Case 8 – Development of a design program for a ship noise reduction add-on (vortex generator).

Case 9 – Development of a framework for building an aircraft aerodynamic database based on a surrogate model.

Case 10 – Development of a dedicated program for analyzing air pollution reduction devices.

Automated geometry/mesh creation

There are two types of geometry: one is created by simplifying and cleaning up files created in a specialized 3D CAD program (either directly or by someone else), and the other is created directly. The former involves optimizing the cleanup process within the individual CAD program. This article will discuss the latter, which involves directly handling the geometry.

There are several ways to define the shape of a product or system:

  • Define shape as a parameter
    • This is the most common method used in most cases. As complex geometries increase the number of parameters and their interrelationships, an efficient process for determining these parameters is crucial.
  • Reconstructing 3D shapes using 2D pixel data
    • In industrial manufacturing and various other fields, 2D drawings are still widely used. Just because something is 3D doesn’t mean it’s necessarily better. Using pixel data from a 2D drawing to create a cross-section and then expanding it into 3D is often effective.
  • Reconstructing data extracted from CAD programs
    • Commercially available 3D CAD programs lack this functionality, making them unsuitable for general use. This requires development using open-source CAD programs or collaboration with commercial CAD manufacturers.

There are several ways to create a defined shape as a 3D file:

  • Made using open source CAD kernels/programs such as OpenCASCADE and SALOME
    • OpenCASCADE : You can use C++ code directly or use pythonOCC, a Python wrapper.
    • SALOME : You can control the program with a Python script using the geometry tool.
  • Made using commercial CAD programs
  • Created using Bezier/NURBS, curve/Surface
    • This is a method of mathematically expressing a 3D surface, and is used in open source and commercial CAD. However, in special cases where there is a need, the code is created and used directly.
  • Free Form Deformation (FFD)
    • FFD is a technique for deforming curved surfaces or 3D shapes. It places grid points around a 3D object and moves control points to deform it. While it allows for free geometry creation using a small number of parameters, it has the disadvantage of making it difficult to maintain geometric constraints in optimization problems.
  • Shape realization through mesh deformation
    • The deformMesh utility developed by Nextform allows you to deform a CFD analysis mesh to create new shapes. While this utility allows you to simultaneously implement shape and mesh changes using a single mesh, it does have limited degrees of freedom.

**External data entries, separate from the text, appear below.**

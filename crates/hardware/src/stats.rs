//! Simulation statistics collection and reporting.
//!
//! This module tracks performance metrics for the LC-3b pipeline. It provides:
//! 1. **Cycle and IPC:** Total cycles, retired instructions, and derived metrics (CPI, IPC).
//! 2. **Instruction mix:** Retired counts by category (ALU, load, store, control, trap).
//! 3. **Stalls:** Data-dependency, memory, control, and instruction-cache stall cycles.
//! 4. **Redirects:** Taken branches, jumps, and traps resolved in the Memory stage.

use std::io::{self, Write};
use std::time::Instant;

use crate::common::bits::Word;
use crate::core::arch::StallSignals;
use crate::core::pipeline::hazards::is_branch_taken;
use crate::core::pipeline::signals::PcMux;
use crate::isa::instruction::InstructionBits;
use crate::isa::opcodes::{
    OP_ADD, OP_AND, OP_BR, OP_JMP, OP_JSR, OP_LDB, OP_LDW, OP_LEA, OP_SHF, OP_STB, OP_STW,
    OP_TRAP, OP_XOR,
};

/// Simulation statistics structure tracking all performance metrics.
#[derive(Clone, Debug)]
pub struct SimStats {
    start_time: Instant,
    /// Total simulator cycles elapsed.
    pub cycles: u64,
    /// Number of valid instructions that reached the Store stage.
    pub instructions_retired: u64,

    /// Retired LDB/LDW.
    pub inst_load: u64,
    /// Retired STB/STW.
    pub inst_store: u64,
    /// Retired BR/JSR/JSRR/JMP.
    pub inst_control: u64,
    /// Retired ADD/AND/XOR/SHF/LEA.
    pub inst_alu: u64,
    /// Retired TRAP.
    pub inst_trap: u64,
    /// Retired words with a reserved opcode.
    pub inst_other: u64,

    /// Cycles in which Decode waited on an unretired result.
    pub stalls_data: u64,
    /// Cycles in which the data cache was enabled and not ready.
    pub stalls_mem: u64,
    /// Cycles in which a control instruction held the front end and the PC did not load.
    pub stalls_control: u64,
    /// Cycles in which the instruction cache was not ready.
    pub icache_misses: u64,
    /// Taken redirects of the PC by Memory.
    pub redirects: u64,
}

impl Default for SimStats {
    fn default() -> Self {
        Self {
            start_time: Instant::now(),
            cycles: 0,
            instructions_retired: 0,
            inst_load: 0,
            inst_store: 0,
            inst_control: 0,
            inst_alu: 0,
            inst_trap: 0,
            inst_other: 0,
            stalls_data: 0,
            stalls_mem: 0,
            stalls_control: 0,
            icache_misses: 0,
            redirects: 0,
        }
    }
}

/// Section names for selective stats output.
///
/// Pass an empty slice to `print_sections` to print all sections.
pub const STATS_SECTIONS: &[&str] = &["summary", "stalls", "instruction_mix"];

impl SimStats {
    /// Counts one retired instruction by its opcode.
    pub fn record_retire(&mut self, ir: Word) {
        self.instructions_retired += 1;
        match ir.opcode() {
            OP_LDB | OP_LDW => self.inst_load += 1,
            OP_STB | OP_STW => self.inst_store += 1,
            OP_BR | OP_JSR | OP_JMP => self.inst_control += 1,
            OP_ADD | OP_AND | OP_XOR | OP_SHF | OP_LEA => self.inst_alu += 1,
            OP_TRAP => self.inst_trap += 1,
            _ => self.inst_other += 1,
        }
    }

    /// Accumulates one cycle's stall flags and the Memory stage's next-PC select.
    pub fn record_cycle(&mut self, stall: &StallSignals, pc_mux: PcMux) {
        self.cycles += 1;
        if stall.dep_stall {
            self.stalls_data += 1;
        }
        if stall.mem_stall {
            self.stalls_mem += 1;
        }
        // A taken redirect loads the PC, so its cycle is not a control stall.
        let redirect = is_branch_taken(pc_mux) && !stall.mem_stall;
        let branch_held = stall.v_de_br_stall || stall.v_agex_br_stall || stall.v_mem_br_stall;
        if branch_held && !(redirect && stall.v_mem_br_stall) {
            self.stalls_control += 1;
        }
        if !stall.icache_ready {
            self.icache_misses += 1;
        }
        if redirect {
            self.redirects += 1;
        }
    }

    /// Writes the requested statistics sections.
    ///
    /// Each element of `sections` should be one of [`STATS_SECTIONS`]. Pass an empty
    /// slice to write all sections.
    ///
    /// # Errors
    ///
    /// Propagates any error from `out`.
    pub fn write_sections(&self, out: &mut impl Write, sections: &[String]) -> io::Result<()> {
        let want = |s: &str| sections.is_empty() || sections.iter().any(|x| x == s);
        let seconds = self.start_time.elapsed().as_secs_f64();
        let cyc = self.cycles.max(1) as f64;
        let instr = self.instructions_retired.max(1) as f64;
        let pct = |n: u64, of: f64| (n as f64 / of) * 100.0;

        writeln!(out, "\n==========================================================")?;
        writeln!(out, "LC-3b PIPELINE SIMULATION STATISTICS")?;
        writeln!(out, "==========================================================")?;
        if want("summary") {
            let khz = if seconds > 0.0 {
                (self.cycles as f64 / seconds) / 1000.0
            } else {
                0.0
            };
            writeln!(out, "host_seconds             {seconds:.4} s")?;
            writeln!(out, "sim_cycles               {}", self.cycles)?;
            writeln!(out, "sim_freq                 {khz:.2} kHz")?;
            writeln!(out, "sim_insts                {}", self.instructions_retired)?;
            writeln!(
                out,
                "sim_ipc                  {:.4}",
                self.instructions_retired as f64 / cyc
            )?;
            writeln!(out, "sim_cpi                  {:.4}", cyc / instr)?;
            writeln!(out, "----------------------------------------------------------")?;
        }
        if want("stalls") {
            writeln!(out, "STALLS")?;
            for (name, count) in [
                ("stalls.data", self.stalls_data),
                ("stalls.memory", self.stalls_mem),
                ("stalls.control", self.stalls_control),
                ("icache.misses", self.icache_misses),
            ] {
                writeln!(out, "  {name:<22} {count} ({:.2}%)", pct(count, cyc))?;
            }
            writeln!(out, "  {:<22} {}", "redirects", self.redirects)?;
            writeln!(out, "----------------------------------------------------------")?;
        }
        if want("instruction_mix") {
            writeln!(out, "INSTRUCTION MIX")?;
            for (name, count) in [
                ("op.alu", self.inst_alu),
                ("op.load", self.inst_load),
                ("op.store", self.inst_store),
                ("op.control", self.inst_control),
                ("op.trap", self.inst_trap),
                ("op.other", self.inst_other),
            ] {
                writeln!(out, "  {name:<22} {count} ({:.2}%)", pct(count, instr))?;
            }
        }
        writeln!(out, "==========================================================")
    }

    /// Prints only the requested statistics sections to stdout.
    pub fn print_sections(&self, sections: &[String]) {
        let stdout = io::stdout();
        if let Err(err) = self.write_sections(&mut stdout.lock(), sections) {
            tracing::error!(%err, "failed to write statistics");
        }
    }

    /// Prints all statistics sections to stdout.
    ///
    /// Equivalent to `print_sections(&[])`.
    pub fn print(&self) {
        self.print_sections(&[]);
    }
}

Implementing a new shape using deformMesh. (Left) Original mesh (Right) Post-deformed mesh

  • Create a desired shape file by transforming the STL file
    • This method involves transforming (translating, scaling, and rotating) the vertex coordinates of an STL file, when there’s a reference shape and the deformation isn’t significant, to create a new STL file. While simple to implement with code, it has limitations in handling surface variations.
  • Made using a specialized program ( OpenVSP )
    • OpenVSP is open-source software designed for the geometric design of aircraft. It allows the creation of complex shapes by combining elements such as the fuselage, wings, and tail, and also includes the ability to define shapes parametrically. While it can model general structures, it has limitations due to its specific use in aircraft design.

Automatic mesh generation for CFD analysis has the disadvantage of requiring a relatively large number of meshes. However, it reduces mesh generation time and ensures a certain level of mesh quality, making it a crucial step for large-scale calculations. Furthermore, it is an essential step for automating the entire workflow.

For automated grid generation, it’s best to use scripts without a GUI. Open-source programs like SALOME, snappyHexMesh, blockMesh, and cfMesh are available, and the appropriate program should be selected based on the problem at hand.

snappyHexMesh

snappyHexMesh is a mesh generation utility within OpenFOAM that automatically generates meshes based on hexahedral meshes. It creates a background mesh using the blockMesh utility and imports STL files to implement geometry. The mesh size can be adjusted both on the surface and in space. Since all settings are entered using a C++ dictionary file, it’s easy to implement automatic mesh generation based on geometry changes through scripts.

Example of a mesh using snappyHexMesh

SALOME

SALOME is an open-source software for pre and post-processing numerical simulations, and includes various modules. SALOME is available in a GUI environment and can also be used with Python macros and a CLI.

SALOME supports the generation of triangular surface mesh, tetrahedral space mesh, and prism mesh from interfaces. It extracts singularities from geometric information and uses them to generate edges, then creates two-dimensional surface mesh and three-dimensional volume mesh.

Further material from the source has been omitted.